DATA RECORDS =>
[Start of Attachment]

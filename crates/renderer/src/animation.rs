//! Frame-driven animation helpers.
//!
//! Each helper takes one immediate step when created and then one step per
//! frame through the controller's [`FrameScheduler`](stage_platform::FrameScheduler).
//! Completion callbacks fire at most once and never after cancellation.

use glam::Vec3;

use stage_core::{Error, Result};
use stage_platform::FrameStatus;
use stage_scene::Camera;

pub type UpdateCallback = Box<dyn FnMut(f64)>;
pub type CompleteCallback = Box<dyn FnOnce()>;

/// Upper end of the ramp.
const RAMP_END: f64 = 1.0;

fn round_hundredths(value: f64) -> f64 {
    (value * 100.0).round() / 100.0
}

/// Counts from 0 to 1 in steps of `0.01 * level`, rounded to two decimals.
pub struct Ramp {
    value: f64,
    step: f64,
    on_update: UpdateCallback,
    on_complete: Option<CompleteCallback>,
}

impl Ramp {
    pub fn new(level: f64, on_update: UpdateCallback, on_complete: CompleteCallback) -> Result<Self> {
        if !level.is_finite() {
            return Err(Error::InvalidInput(format!("ramp level must be finite, got {}", level)));
        }
        Ok(Self {
            value: 0.0,
            step: 0.01 * level,
            on_update,
            on_complete: Some(on_complete),
        })
    }

    pub fn value(&self) -> f64 {
        self.value
    }

    /// Report the starting value.
    pub fn start(&mut self) {
        (self.on_update)(self.value);
    }

    /// Advance one frame.
    pub fn step(&mut self) -> FrameStatus {
        self.value = round_hundredths(self.value + self.step);
        if self.value > RAMP_END {
            if let Some(on_complete) = self.on_complete.take() {
                on_complete();
            }
            return FrameStatus::Done;
        }
        (self.on_update)(self.value);
        FrameStatus::Continue
    }
}

/// Moves the camera toward a target by a fixed amount per axis per frame.
///
/// The direction comes from the sign of `step` alone: a non-negative step
/// only ever increases coordinates, a negative one only decreases them.
/// Axes already at or past the target stay put.
pub struct CameraEase {
    step: f32,
    target: Vec3,
    on_complete: Option<CompleteCallback>,
}

impl CameraEase {
    pub fn new(step: f32, target: Vec3, on_complete: CompleteCallback) -> Result<Self> {
        if !step.is_finite() {
            return Err(Error::InvalidInput(format!("ease step must be finite, got {}", step)));
        }
        if !target.is_finite() {
            return Err(Error::InvalidInput(format!("ease target must be finite, got {}", target)));
        }
        Ok(Self {
            step,
            target,
            on_complete: Some(on_complete),
        })
    }

    fn ascending(&self) -> bool {
        self.step >= 0.0
    }

    fn axis_reached(&self, current: f32, target: f32) -> bool {
        if self.ascending() {
            current >= target
        } else {
            current <= target
        }
    }

    /// True once every axis is at or past the target.
    pub fn reached(&self, camera: &Camera) -> bool {
        let position = camera.position.to_array();
        let target = self.target.to_array();
        position.iter().zip(target).all(|(&p, t)| self.axis_reached(p, t))
    }

    /// Move every axis that has not arrived by one step.
    pub fn advance(&self, camera: &mut Camera) {
        let mut position = camera.position.to_array();
        for (p, t) in position.iter_mut().zip(self.target.to_array()) {
            if !self.axis_reached(*p, t) {
                *p += self.step;
            }
        }
        camera.position = Vec3::from_array(position);
    }

    /// Advance one frame: complete if arrived, otherwise move.
    pub fn step(&mut self, camera: &mut Camera) -> FrameStatus {
        if self.reached(camera) {
            if let Some(on_complete) = self.on_complete.take() {
                on_complete();
            }
            return FrameStatus::Done;
        }
        self.advance(camera);
        FrameStatus::Continue
    }
}
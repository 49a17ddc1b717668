//! Stage - Main Entry Point
//!
//! Opens a window, builds a small demo scene and drives a
//! [`SceneController`] from the winit event loop. Clicking the boxes eases
//! the camera toward them; the boxes fade in on startup.
//!
//! Usage: `stage [config.toml]`

use std::cell::Cell;
use std::path::PathBuf;
use std::rc::Rc;
use std::time::Duration;

use anyhow::{Context, Result};
use glam::{Vec3, Vec4};
use tracing::{debug, error, info, warn};
use winit::application::ApplicationHandler;
use winit::event::WindowEvent;
use winit::event_loop::{ActiveEventLoop, ControlFlow, EventLoop};
use winit::window::WindowId;

use stage_core::{SceneConfig, Timer};
use stage_platform::{FrameHandle, PointerEventKind, PointerTracker, Window};
use stage_renderer::SceneController;
use stage_scene::{Geometry, Material, Mesh, Node, NodeId, NodeKind};

/// Where the demo boxes sit and the camera orbits.
const FOCUS: Vec3 = Vec3::new(0.0, 0.0, -40.0);

/// How often the frame rate is logged.
const FPS_WINDOW: Duration = Duration::from_secs(5);

struct App {
    config: SceneConfig,
    window: Option<Window>,
    controller: Option<SceneController>,
    pointer: PointerTracker,
    timer: Timer,
    boxes: Vec<NodeId>,
    /// Camera ease in flight, cancelled when a new one starts
    ease: Option<FrameHandle>,
    /// Opacity driven by the startup ramp
    fade: Rc<Cell<f64>>,
}

impl App {
    fn new(config: SceneConfig) -> Self {
        Self {
            config,
            window: None,
            controller: None,
            pointer: PointerTracker::default(),
            timer: Timer::new(),
            boxes: Vec::new(),
            ease: None,
            fade: Rc::new(Cell::new(1.0)),
        }
    }

    fn build_scene(&mut self, controller: &mut SceneController) -> stage_core::Result<()> {
        controller.controls_mut().target = FOCUS;

        let scene = controller.scene_mut();
        let group = scene.add(Node::group().named("boxes").at(FOCUS))?;
        let palette = [0xe05d5d, 0x5de08a, 0x5d8ae0];
        for (i, color) in palette.into_iter().enumerate() {
            let x = (i as f32 - 1.0) * 4.0;
            let mesh = Mesh::new(
                Geometry::cuboid(2.0, 2.0, 2.0),
                Material::color(stage_core::config::hex_to_rgb(color)),
            )
            .with_shadows(true, true);
            let id = scene.add_child(group, Node::mesh(mesh).at(Vec3::new(x, 0.0, 0.0)))?;
            self.boxes.push(id);
        }
        scene.add_child(group, Node::label("click a box").at(Vec3::new(0.0, 2.5, 0.0)))?;
        scene.add_child(group, Node::panel("info", 6.0, 2.0).at(Vec3::new(0.0, -3.0, 0.0)))?;

        let ground = Mesh::new(Geometry::plane(40.0, 40.0), Material::color(Vec3::splat(0.6))).with_shadows(false, true);
        scene.add_child(
            group,
            Node::mesh(ground).with_transform(
                stage_scene::Transform::new()
                    .with_position(Vec3::new(0.0, -1.0, 0.0))
                    .with_rotation(glam::Quat::from_rotation_x(-std::f32::consts::FRAC_PI_2)),
            ),
        )?;

        controller.add_event_listener(group, PointerEventKind::Click, |target| {
            info!("Clicked {:?}", target);
        })?;

        let fade = Rc::clone(&self.fade);
        controller.animate_ramp(
            2.0,
            move |value| fade.set(value),
            || debug!("Boxes faded in"),
        )?;
        Ok(())
    }

    /// Copy the ramp value into the box materials.
    fn apply_fade(&self, controller: &mut SceneController) {
        let alpha = self.fade.get() as f32;
        for &id in &self.boxes {
            if let Some(node) = controller.scene_mut().get_mut(id)
                && let NodeKind::Mesh(mesh) = &mut node.kind
            {
                let color = mesh.material.base_color;
                mesh.material.base_color = Vec4::new(color.x, color.y, color.z, alpha);
            }
        }
    }

    /// Ease toward the boxes, or back to the start when already close.
    fn on_click(&mut self, controller: &mut SceneController) {
        if let Some(previous) = self.ease.take() {
            previous.cancel();
        }
        let close = FOCUS + Vec3::Z * 15.0;
        let (step, target) = if controller.camera().position.z > close.z {
            (-0.5, close)
        } else {
            (0.5, Vec3::ZERO)
        };
        match controller.ease_camera_to(step, target, || info!("Camera arrived")) {
            Ok(handle) => self.ease = Some(handle),
            Err(e) => warn!("Could not start camera ease: {}", e),
        }
    }
}

impl ApplicationHandler for App {
    fn resumed(&mut self, event_loop: &ActiveEventLoop) {
        if self.window.is_some() {
            return;
        }
        let window = match Window::new(event_loop, 1280, 720, "Stage") {
            Ok(window) => window,
            Err(e) => {
                error!("Failed to create window: {}", e);
                event_loop.exit();
                return;
            }
        };
        self.pointer.set_scale_factor(window.scale_factor());

        let mut controller = match SceneController::initialize(window.viewport(), &self.config) {
            Ok(controller) => controller,
            Err(e) => {
                error!("Failed to create scene controller: {}", e);
                event_loop.exit();
                return;
            }
        };
        if let Err(e) = self.build_scene(&mut controller) {
            error!("Failed to build demo scene: {}", e);
            event_loop.exit();
            return;
        }

        info!("Initialization complete, entering main loop");
        self.controller = Some(controller);
        self.window = Some(window);
    }

    fn window_event(&mut self, event_loop: &ActiveEventLoop, _id: WindowId, event: WindowEvent) {
        let pointer_events = self.pointer.on_window_event(&event);
        if !pointer_events.is_empty()
            && let Some(mut controller) = self.controller.take()
        {
            for mut pointer_event in pointer_events {
                match controller.handle_pointer_event(&mut pointer_event) {
                    Ok(hits) if hits > 0 => self.on_click(&mut controller),
                    Ok(_) => {}
                    Err(e) => warn!("Pointer event failed: {}", e),
                }
            }
            self.controller = Some(controller);
        }

        match event {
            WindowEvent::CloseRequested => {
                info!("Close requested, shutting down");
                event_loop.exit();
            }
            WindowEvent::Resized(size) => {
                let Some(window) = self.window.as_mut() else { return };
                let Some(viewport) = window.resize(size.width, size.height) else { return };
                if let Some(controller) = self.controller.as_mut()
                    && let Err(e) = controller.resize(viewport.width(), viewport.height())
                {
                    error!("Resize failed: {}", e);
                }
            }
            WindowEvent::ScaleFactorChanged { scale_factor, .. } => {
                self.pointer.set_scale_factor(scale_factor);
            }
            WindowEvent::RedrawRequested => {
                self.timer.tick();
                if let Some(fps) = self.timer.sample_fps(FPS_WINDOW) {
                    info!("{:.1} fps", fps);
                }

                let Some(mut controller) = self.controller.take() else { return };
                if let Err(e) = controller.frame() {
                    error!("Frame error: {}", e);
                }
                self.apply_fade(&mut controller);
                self.controller = Some(controller);
            }
            _ => {}
        }
    }

    fn about_to_wait(&mut self, _event_loop: &ActiveEventLoop) {
        if let Some(ref window) = self.window {
            window.request_redraw();
        }
    }
}

fn load_config() -> Result<SceneConfig> {
    match std::env::args_os().nth(1).map(PathBuf::from) {
        Some(path) => SceneConfig::load(&path).with_context(|| format!("loading {}", path.display())),
        None => Ok(SceneConfig::default()),
    }
}

fn main() -> Result<()> {
    stage_core::init_logging();
    info!("Starting Stage");

    let config = load_config()?;

    let event_loop = EventLoop::new()?;
    event_loop.set_control_flow(ControlFlow::Poll);

    let mut app = App::new(config);
    event_loop.run_app(&mut app)?;

    Ok(())
}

[End of Attachment]

TASK =>
Every line of the entries that includes "type" must be copied into the answer.

RESULT OF THIS TASK =>
pub type UpdateCallback = Box<dyn FnMut(f64)>;
pub type CompleteCallback = Box<dyn FnOnce()>;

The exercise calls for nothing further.